(Directions for this task): Each line of the data that mentions the string "crate" needs to be identified and copied.

(Task material):
* * *

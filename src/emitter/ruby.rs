//! Ruby FFI emission rules.
//!
//! Enums become constant modules, structs become `FFI::Struct` layouts, and
//! functions become `attach_function` declarations inside the library module.

use std::io::Write;

use super::layout::{FieldDesc, FunctionBinding, StructLayout};
use super::writer::SourceWriter;
use crate::error::Result;
use crate::metadata::Enum;

/// Settings for the generated library module.
#[derive(Debug, Clone, PartialEq, Eq)]
pub struct ModuleOptions {
    /// Name of the Ruby module holding the function bindings
    pub module_name: String,

    /// Default shared library path for `load_lib`
    pub default_lib: String,
}

impl Default for ModuleOptions {
    fn default() -> Self {
        ModuleOptions {
            module_name: "ImGui".to_string(),
            default_lib: "./imgui.dylib".to_string(),
        }
    }
}

const PROLOGUE: &str = "\
# imgui-ffigen : Ruby FFI bindings for Dear ImGui
#
# [NOTICE] This is an automatically generated file.

require 'ffi'
";

pub fn write_prologue<W: Write>(out: &mut SourceWriter<W>) -> Result<()> {
    out.block(PROLOGUE)?;
    out.newline()
}

/// `Name = value # original` for every member, inside a module named after
/// the enum.
pub fn write_enum<W: Write>(out: &mut SourceWriter<W>, e: &Enum) -> Result<()> {
    out.line(&format!("# {}", e.name))?;
    out.line(&format!("module {}", e.name))?;
    out.push_indent();
    for m in &e.members {
        out.line(&format!("{} = {} # {}", m.name, m.value, m.original))?;
    }
    out.pop_indent();
    out.line("end")?;
    out.newline()
}

fn field_descriptor(field: &FieldDesc) -> String {
    match field.size {
        Some(size) => format!("[{}, {}]", field.ty.as_ffi(), size),
        None => field.ty.as_ffi(),
    }
}

pub fn write_struct<W: Write>(out: &mut SourceWriter<W>, layout: &StructLayout) -> Result<()> {
    out.line(&format!("class {} < FFI::Struct", layout.name))?;
    out.push_indent();
    if !layout.fields.is_empty() {
        out.line("layout(")?;
        out.push_indent();
        let last = layout.fields.len() - 1;
        for (i, field) in layout.fields.iter().enumerate() {
            let tail = if i == last { "" } else { "," };
            out.line(&format!(":{}, {}{}", field.name, field_descriptor(field), tail))?;
        }
        out.pop_indent();
        out.line(")")?;
    }
    out.pop_indent();
    out.line("end")?;
    out.newline()
}

pub fn write_function<W: Write>(out: &mut SourceWriter<W>, binding: &FunctionBinding) -> Result<()> {
    let args: Vec<String> = binding.args.iter().map(|a| a.as_ffi()).collect();
    out.line(&format!(
        "attach_function :{}, :{}, [{}], {}",
        binding.name,
        binding.native,
        args.join(", "),
        binding.ret.as_ffi()
    ))
}

/// The library module: explicit import state, `load_lib` and
/// `import_symbols` holding every function binding.
pub fn write_module<W: Write>(
    out: &mut SourceWriter<W>,
    options: &ModuleOptions,
    functions: &[FunctionBinding],
) -> Result<()> {
    out.line(&format!("module {}", options.module_name))?;
    out.newline()?;
    out.push_indent();
    out.line("extend FFI::Library")?;
    out.newline()?;

    out.line("@import_done = false")?;
    out.newline()?;

    out.line(&format!(
        "def self.load_lib(libpath = '{}')",
        options.default_lib
    ))?;
    out.push_indent();
    out.line("ffi_lib_flags :now, :global")?;
    out.line("ffi_lib libpath")?;
    out.line("return if @import_done")?;
    out.line("import_symbols()")?;
    out.line("@import_done = true")?;
    out.pop_indent();
    out.line("end")?;
    out.newline()?;

    out.line("def self.import_symbols()")?;
    out.push_indent();
    for binding in functions {
        write_function(out, binding)?;
    }
    out.pop_indent();
    out.line("end # self.import_symbols")?;
    out.newline()?;

    out.pop_indent();
    out.line(&format!("end # module {}", options.module_name))
}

* * *

(Result of the task):
use crate::error::Result;
use crate::metadata::Enum;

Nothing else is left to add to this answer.